文摘Entanglement in quantum theory is a peculiar concept to scientists. With this concept we are forced to re-consider the cluster property which means that one event is irrelevant to another event when they are fully far away. In the recent works we showed that the quasi-degenerate states induce the violation of cluster property in antiferromagnets when the continuous symmetry breaks spontaneously. We expect that the violation of cluster property will be observed in other materials too, because the spontaneous symmetry breaking is found in many systems such as the high temperature superconductors and the superfluidity. In order to examine the cluster property for these materials, we studied a quantum nonlinear sigma model with U(1) symmetry in the previous work.
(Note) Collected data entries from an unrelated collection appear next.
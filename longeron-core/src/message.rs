//! Messages as three refcounted chunks.
//!
//! A [`Message`] is opaque to the Distributor: it only ever shares the three
//! chunks. Transports split it into a protocol header, ancillary records
//! (for example the opcode a frame arrived with) and the body.

use crate::chunk::{Chunk, Shares};
use crate::error::Result;

/// Ancillary record kinds understood by the bundled transports.
pub mod kind {
    /// Originating WebSocket opcode (one byte).
    pub const WS_OPCODE: u8 = 1;
}

/// One message travelling through pipes.
///
/// Ancillary records are encoded back to back as `[kind][len][data; len]`.
#[derive(Debug, Clone, Default, PartialEq, Eq)]
pub struct Message {
    /// Protocol header prepended to the body on the wire.
    pub header: Chunk,
    /// Ancillary records, never sent on the wire.
    pub ancillary: Chunk,
    /// Application payload.
    pub body: Chunk,
}

impl Message {
    /// Create an empty message.
    #[must_use]
    pub fn new() -> Self {
        Self::default()
    }

    /// Create a message around an existing body chunk.
    #[must_use]
    pub fn from_body(body: Chunk) -> Self {
        Self {
            body,
            ..Self::default()
        }
    }

    /// Create a message whose body is a copy of `data`.
    ///
    /// # Errors
    ///
    /// Fails if the body chunk cannot be allocated.
    pub fn from_slice(data: &[u8]) -> Result<Self> {
        Ok(Self::from_body(Chunk::from_slice(data)?))
    }

    #[must_use]
    pub fn with_header(mut self, header: Chunk) -> Self {
        self.header = header;
        self
    }

    /// Header plus body length, the number of payload bytes on the wire.
    #[must_use]
    pub fn len(&self) -> usize {
        self.header.len() + self.body.len()
    }

    #[must_use]
    pub fn is_empty(&self) -> bool {
        self.len() == 0
    }

    /// Append an ancillary record.
    ///
    /// # Errors
    ///
    /// Fails if the ancillary chunk cannot grow.
    ///
    /// # Panics
    ///
    /// Panics if `data` is longer than 255 bytes.
    pub fn push_ancillary(&mut self, kind: u8, data: &[u8]) -> Result<()> {
        assert!(data.len() <= usize::from(u8::MAX), "ancillary record too long");
        let start = self.ancillary.len();
        self.ancillary.reallocate(start + 2 + data.len())?;
        let buf = self.ancillary.make_mut()?;
        buf[start] = kind;
        buf[start + 1] = data.len() as u8;
        buf[start + 2..].copy_from_slice(data);
        Ok(())
    }

    /// First ancillary record of the given kind.
    #[must_use]
    pub fn ancillary(&self, kind: u8) -> Option<&[u8]> {
        let mut rest = self.ancillary.as_slice();
        while rest.len() >= 2 {
            let len = usize::from(rest[1]);
            let record = rest.get(2..2 + len)?;
            if rest[0] == kind {
                return Some(record);
            }
            rest = &rest[2 + len..];
        }
        None
    }

    /// Split into `n` messages sharing the same three blocks.
    ///
    /// This message becomes the first share; each chunk gets `n - 1` extra
    /// references in a single atomic step. With `n == 0` the message is
    /// released immediately.
    #[must_use]
    pub fn share(self, n: usize) -> MessageShares {
        let extra = n.saturating_sub(1);
        let shares = MessageShares {
            header: self.header.add_references(extra),
            ancillary: self.ancillary.add_references(extra),
            body: self.body.add_references(extra),
            first: None,
        };
        if n == 0 {
            return shares;
        }
        MessageShares {
            first: Some(self),
            ..shares
        }
    }
}

/// Iterator over the shares produced by [`Message::share`].
pub struct MessageShares {
    first: Option<Message>,
    header: Shares,
    ancillary: Shares,
    body: Shares,
}

impl MessageShares {
    #[must_use]
    pub fn remaining(&self) -> usize {
        usize::from(self.first.is_some()) + self.body.remaining()
    }
}

impl Iterator for MessageShares {
    type Item = Message;

    fn next(&mut self) -> Option<Message> {
        if let Some(first) = self.first.take() {
            return Some(first);
        }
        Some(Message {
            header: self.header.next()?,
            ancillary: self.ancillary.next()?,
            body: self.body.next()?,
        })
    }

    fn size_hint(&self) -> (usize, Option<usize>) {
        let n = self.remaining();
        (n, Some(n))
    }
}

#[cfg(test)]
mod tests {
    use super::*;

    #[test]
    fn test_ancillary_records() {
        let mut msg = Message::from_slice(b"payload").unwrap();
        assert_eq!(msg.ancillary(kind::WS_OPCODE), None);

        msg.push_ancillary(7, b"abc").unwrap();
        msg.push_ancillary(kind::WS_OPCODE, &[0x2]).unwrap();
        assert_eq!(msg.ancillary(kind::WS_OPCODE), Some(&[0x2][..]));
        assert_eq!(msg.ancillary(7), Some(&b"abc"[..]));
        assert_eq!(msg.ancillary(9), None);
        assert_eq!(msg.len(), 7);
    }

    #[test]
    fn test_share_counts() {
        let msg = Message::from_slice(b"fan").unwrap();
        let probe = msg.body.clone();
        let shares: Vec<Message> = msg.share(4).collect();
        assert_eq!(shares.len(), 4);
        assert_eq!(probe.ref_count(), 5);
        drop(shares);
        assert_eq!(probe.ref_count(), 1);
    }

    #[test]
    fn test_share_zero_releases() {
        let msg = Message::from_slice(b"gone").unwrap();
        let probe = msg.body.clone();
        let mut shares = msg.share(0);
        assert!(shares.next().is_none());
        assert_eq!(probe.ref_count(), 1);
    }

    #[test]
    fn test_partially_consumed_shares_release_rest() {
        let msg = Message::from_slice(b"part").unwrap();
        let probe = msg.body.clone();
        let mut shares = msg.share(3);
        let first = shares.next().unwrap();
        drop(shares);
        assert_eq!(probe.ref_count(), 2);
        drop(first);
        assert_eq!(probe.ref_count(), 1);
    }
}
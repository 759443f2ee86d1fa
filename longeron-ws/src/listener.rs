//! Listening side: accept connections and hand them to sessions.
//!
//! [`WsListener::bind`] spawns an accept loop that runs one [`Acceptor`] per
//! connection. The acceptor owns the TCP listener only while an accept is
//! pending and gives it back as soon as a connection arrives, so the loop
//! accepts again right away. Each accepted connection gets its own task: it
//! runs the opening handshake, hands the established [`WsStream`] to
//! [`WsListener::accept`], then keeps the acceptor alive until the session
//! ends so the statistics see how the connection finished. A peer that never
//! completes its handshake only holds up its own task.

#![allow(unsafe_code)]

use crate::acceptor::{Acceptor, AcceptorAction, AcceptorEvent, AcceptorStats};
use crate::config::{ConnectionOptions, WsOptions};
use crate::error::{Result, WsError};
use crate::frame::Role;
use crate::session::{SessionConfig, SessionOutcome};
use crate::stream::{self, WsStream};
use compio::net::{TcpListener, TcpStream};
use compio::runtime::Task;
use flume::{Receiver, Sender};
use longeron_core::monitor::{
    create_monitor, emit, TransportEvent, TransportEventSender, TransportMonitor,
};
use std::cell::{Cell, RefCell};
use std::io;
use std::net::SocketAddr;
use std::rc::Rc;
use tracing::{debug, warn};

/// Apply inherited socket options to an accepted or connected stream.
///
/// # Errors
///
/// Returns an error if a socket option cannot be set.
pub fn configure(stream: &TcpStream, options: ConnectionOptions) -> io::Result<()> {
    #[cfg(unix)]
    {
        use std::os::unix::io::{AsRawFd, FromRawFd};
        let sock = unsafe { socket2::Socket::from_raw_fd(stream.as_raw_fd()) };
        let res = apply(&sock, options);
        std::mem::forget(sock); // the fd stays owned by the stream
        res
    }

    #[cfg(windows)]
    {
        use std::os::windows::io::{AsRawSocket, FromRawSocket};
        let sock = unsafe { socket2::Socket::from_raw_socket(stream.as_raw_socket()) };
        let res = apply(&sock, options);
        std::mem::forget(sock);
        res
    }

    #[cfg(not(any(unix, windows)))]
    {
        let _ = (stream, options);
        Ok(())
    }
}

#[cfg(any(unix, windows))]
fn apply(sock: &socket2::Socket, options: ConnectionOptions) -> io::Result<()> {
    sock.set_nodelay(options.tcp_nodelay)?;
    sock.set_send_buffer_size(options.send_buffer)?;
    sock.set_recv_buffer_size(options.recv_buffer)?;
    Ok(())
}

/// WebSocket listener.
///
/// Connections are accepted and their handshakes run in the background from
/// the moment the listener is bound; [`accept`](Self::accept) picks up the
/// established streams in arrival order. Dropping the listener stops the
/// accept loop and closes the TCP listener.
pub struct WsListener {
    local_addr: SocketAddr,
    options: WsOptions,
    ready: Receiver<WsStream>,
    shared: Rc<Shared>,
    _accept_loop: Task<()>,
}

/// State the accept loop and the connection tasks report into.
#[derive(Default)]
struct Shared {
    monitor: RefCell<Option<TransportEventSender>>,
    stats: Cell<AcceptorStats>,
    last_error: RefCell<Option<String>>,
}

impl Shared {
    fn emit(&self, event: TransportEvent) {
        emit(self.monitor.borrow().as_ref(), event);
    }

    fn monitor(&self) -> Option<TransportEventSender> {
        self.monitor.borrow().clone()
    }

    fn record(&self, delta: AcceptorStats) {
        let mut stats = self.stats.get();
        stats.accepted += delta.accepted;
        stats.accept_errors += delta.accept_errors;
        stats.broken += delta.broken;
        stats.dropped += delta.dropped;
        self.stats.set(stats);
    }
}

impl WsListener {
    /// Bind a TCP listener on `addr` and start accepting on it.
    ///
    /// # Errors
    ///
    /// Returns an error if the address cannot be bound.
    pub async fn bind(addr: &str, options: WsOptions) -> Result<Self> {
        let listener = TcpListener::bind(addr).await?;
        let local_addr = listener.local_addr()?;
        debug!("[Acceptor] listening on {}", local_addr);

        let shared = Rc::new(Shared::default());
        let (ready_tx, ready_rx) = flume::unbounded();
        let task = compio::runtime::spawn(accept_loop(
            listener,
            options.clone(),
            shared.clone(),
            ready_tx,
        ));
        Ok(Self {
            local_addr,
            options,
            ready: ready_rx,
            shared,
            _accept_loop: task,
        })
    }

    #[must_use]
    pub const fn local_addr(&self) -> SocketAddr {
        self.local_addr
    }

    #[must_use]
    pub const fn options(&self) -> &WsOptions {
        &self.options
    }

    /// Accept totals across every connection so far.
    #[must_use]
    pub fn stats(&self) -> AcceptorStats {
        self.shared.stats.get()
    }

    /// The most recent accept error.
    #[must_use]
    pub fn last_error(&self) -> Option<String> {
        self.shared.last_error.borrow().clone()
    }

    /// Start reporting transport events for this listener and the sessions
    /// it accepts from now on.
    pub fn monitor(&mut self) -> TransportMonitor {
        let (sender, receiver) = create_monitor();
        *self.shared.monitor.borrow_mut() = Some(sender);
        receiver
    }

    /// Wait for the next connection that completed its opening handshake.
    ///
    /// Cancelling the returned future loses nothing: a stream that becomes
    /// ready later is handed to the next call.
    ///
    /// # Errors
    ///
    /// `Closed` if the accept loop is gone.
    pub async fn accept(&mut self) -> Result<WsStream> {
        self.ready.recv_async().await.map_err(|_| WsError::Closed)
    }
}

/// Run one acceptor after another until the listener is dropped.
async fn accept_loop(
    listener: TcpListener,
    options: WsOptions,
    shared: Rc<Shared>,
    ready: Sender<WsStream>,
) {
    let mut listener = Some(listener);

    while let Some(held) = listener.take() {
        let mut acceptor = Acceptor::new(
            SessionConfig::from_options(Role::Server, &options),
            options.connection_options(),
        );
        acceptor.start(held);
        let mut conn: Option<(TcpStream, SocketAddr)> = None;

        while let Some(action) = acceptor.poll_action() {
            match action {
                AcceptorAction::Accept => {
                    let Some(held) = acceptor.listener() else {
                        unreachable!("accept issued without a listener");
                    };
                    match held.accept().await {
                        Ok(accepted) => {
                            conn = Some(accepted);
                            acceptor.handle(AcceptorEvent::Accepted);
                        }
                        Err(err) => {
                            shared.emit(TransportEvent::AcceptFailed {
                                reason: err.to_string(),
                            });
                            *shared.last_error.borrow_mut() = Some(err.to_string());
                            acceptor.handle(AcceptorEvent::AcceptError(err));
                        }
                    }
                }
                AcceptorAction::Configure(conn_options) => {
                    if let Some((stream, _)) = &conn {
                        if let Err(err) = configure(stream, conn_options) {
                            warn!("[Acceptor] failed to apply socket options: {}", err);
                        }
                    }
                }
                AcceptorAction::ReturnListener(held) => listener = Some(held),
                AcceptorAction::Accepted => {
                    if let Some((_, peer)) = &conn {
                        debug!("[Acceptor] accepted {}", peer);
                        shared.emit(TransportEvent::Accepted(*peer));
                    }
                }
                AcceptorAction::StartSession(_) => {
                    let Some((stream, peer)) = conn.take() else {
                        unreachable!("session started without a connection");
                    };
                    shared.record(acceptor.stats());
                    let task = connection(
                        acceptor,
                        stream,
                        peer,
                        options.clone(),
                        shared.clone(),
                        ready.clone(),
                    );
                    compio::runtime::spawn(task).detach();
                    break;
                }
                _ => warn!("[Acceptor] unexpected action while accepting"),
            }
        }

        if ready.is_disconnected() {
            break;
        }
    }
    debug!("[Acceptor] accept loop finished");
}

/// Handshake one accepted connection, publish its stream, then follow the
/// session to its end and tear the acceptor down.
async fn connection(
    mut acceptor: Acceptor<TcpListener>,
    stream: TcpStream,
    peer: SocketAddr,
    options: WsOptions,
    shared: Rc<Shared>,
    ready: Sender<WsStream>,
) {
    // Accept counts were recorded before this task started.
    let before = acceptor.stats();
    let (exit_tx, exit_rx) = flume::bounded(1);

    let started = stream::run(
        stream,
        Role::Server,
        options,
        &peer.to_string(),
        shared.monitor(),
        Some(exit_tx),
    )
    .await;

    match started {
        Ok(ws) => {
            if ready.send(ws).is_err() {
                // Dropping the stream stops its session.
                debug!("[Acceptor] listener gone, closing {}", peer);
            }
            match exit_rx.recv_async().await {
                Ok(Some(outcome)) => acceptor.handle(AcceptorEvent::SessionDone(outcome)),
                Ok(None) | Err(_) => acceptor.handle(AcceptorEvent::Stop),
            }
        }
        Err(err) => {
            debug!("[Acceptor] dropping {}: {}", peer, err);
            acceptor.handle(AcceptorEvent::SessionDone(SessionOutcome::CloseHandshake));
        }
    }

    while let Some(action) = acceptor.poll_action() {
        match action {
            // The session stopped itself and closed its stream before
            // signalling.
            AcceptorAction::StopSession => acceptor.handle(AcceptorEvent::SessionStopped),
            AcceptorAction::StopConnection => acceptor.handle(AcceptorEvent::ConnectionStopped),
            AcceptorAction::Done(outcome) => {
                debug!("[Acceptor] session with {} finished: {:?}", peer, outcome);
                acceptor.handle(AcceptorEvent::Stop);
            }
            AcceptorAction::Stopped(_) => break,
            _ => warn!("[Acceptor] unexpected action after session start"),
        }
    }

    let after = acceptor.stats();
    shared.record(AcceptorStats {
        accepted: 0,
        accept_errors: 0,
        broken: after.broken - before.broken,
        dropped: after.dropped - before.dropped,
    });
}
There we showed that the model does have quasi-degenerate states. In this paper we study the quantum nonlinear sigma model with SU(2) symmetry. In our approach we first define the quantum system on the lattice and then adopt the representation where the kinetic term is diagonalized. Since we have no definition on the conjugate variable to the angle variable, we use the angular momentum operators instead for the kinetic term. In this representation we introduce the states with the fixed quantum numbers and carry out numerical calculations using quantum Monte Carlo methods and other methods. Through analytical and numerical studies, we conclude that the energy of the quasi-degenerate state is proportional to the squared total angular momentum as well as to the inverse of the lattice size.